I am an alcoholic. I learnt this two years ago after I first began drinking, and could not stop. However, everyday I go to work, I go to university classes, I work out, and I live a very outwardly normal life. On the outside, I'm a stern man, however inside I am emotionally high one minute, and the next in an emotional hell, or worse purgatory because at least in hell it's deserved. Often there is a lot of stigma towards regular drinking, and that is understandable, my condition is associated with broken families, hearts, and dark street corners stinking of blood, and piss. But to shun people like me is not the answer, as it only makes it worse. Alcoholics usually have a reason for addiction, mine is an inferiority complex, and failed personal relationships.
People have told me in the past how bad it is for me, etc. I don't care, in fact most people with a dependency on alcohol know. I know that 2 drams of Scotch is good, and 14 drams is bad for me, however some days, that doesn't matter. Some days you'll come home feeling like a bag of hammers, because of how hard you worked, and the alcohol numbs the pain, both physical, and emotional. I'm not looking for sympathy, I'm looking for a way to take my mind away for the shortest amount of time, so I can stop thinking.
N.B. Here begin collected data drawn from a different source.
//! Benchmark for the response cache hit path

use criterion::{black_box, criterion_group, criterion_main, Criterion};
use serde_json::json;
use std::sync::Arc;
use std::time::Duration;

use rpc_shield::metrics::Metrics;
use rpc_shield::rpc_config::CacheConfig;
use rpc_shield::{fingerprint, TwoTierCache};

fn bench_fingerprint(c: &mut Criterion) {
    let params = json!(["9xQeWvG816bUx9EPjHmaT23yvVM2ZWbrrpZb9PusVFin", {"encoding": "base64", "commitment": "confirmed"}]);

    c.bench_function("fingerprint", |b| {
        b.iter(|| fingerprint(black_box("default"), black_box("getAccountInfo"), black_box(&params)));
    });
}

fn bench_cache_hit(c: &mut Criterion) {
    let rt = tokio::runtime::Builder::new_current_thread()
        .enable_time()
        .build()
        .unwrap();
    let cache = TwoTierCache::new(CacheConfig::default(), Arc::new(Metrics::new().unwrap()));
    let ttl = Duration::from_secs(3600);

    // Fill the main tier well past the hot tier
    for i in 0..1_000u64 {
        cache.set(cache.key_for("getAccountInfo", &json!([i])), json!({"lamports": i}), ttl);
    }
    let hot = cache.key_for("getAccountInfo", &json!([7u64]));
    let cold = cache.key_for("getAccountInfo", &json!([512u64]));

    c.bench_function("cache_hit_hot", |b| {
        b.iter(|| {
            rt.block_on(cache.get(black_box(hot), ttl, || async { Ok(json!(null)) }))
                .unwrap()
        });
    });

    c.bench_function("cache_peek_main", |b| {
        b.iter(|| black_box(cache.peek(black_box(&cold))));
    });
}

criterion_group!(benches, bench_fingerprint, bench_cache_hit);
criterion_main!(benches);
However, that logic only goes so far. Alcohol is a depressant, and too much of it makes you feel worse in the long run. I don't know what my future holds, but so far I am still a productive member of society, and that I will stay. Unfortunately for me, it'll take more willpower to stay the productive member of society I am, and protect myself from allowing the liquor to take over. The liquor does not control me, I control the liquor. I am not the liquor.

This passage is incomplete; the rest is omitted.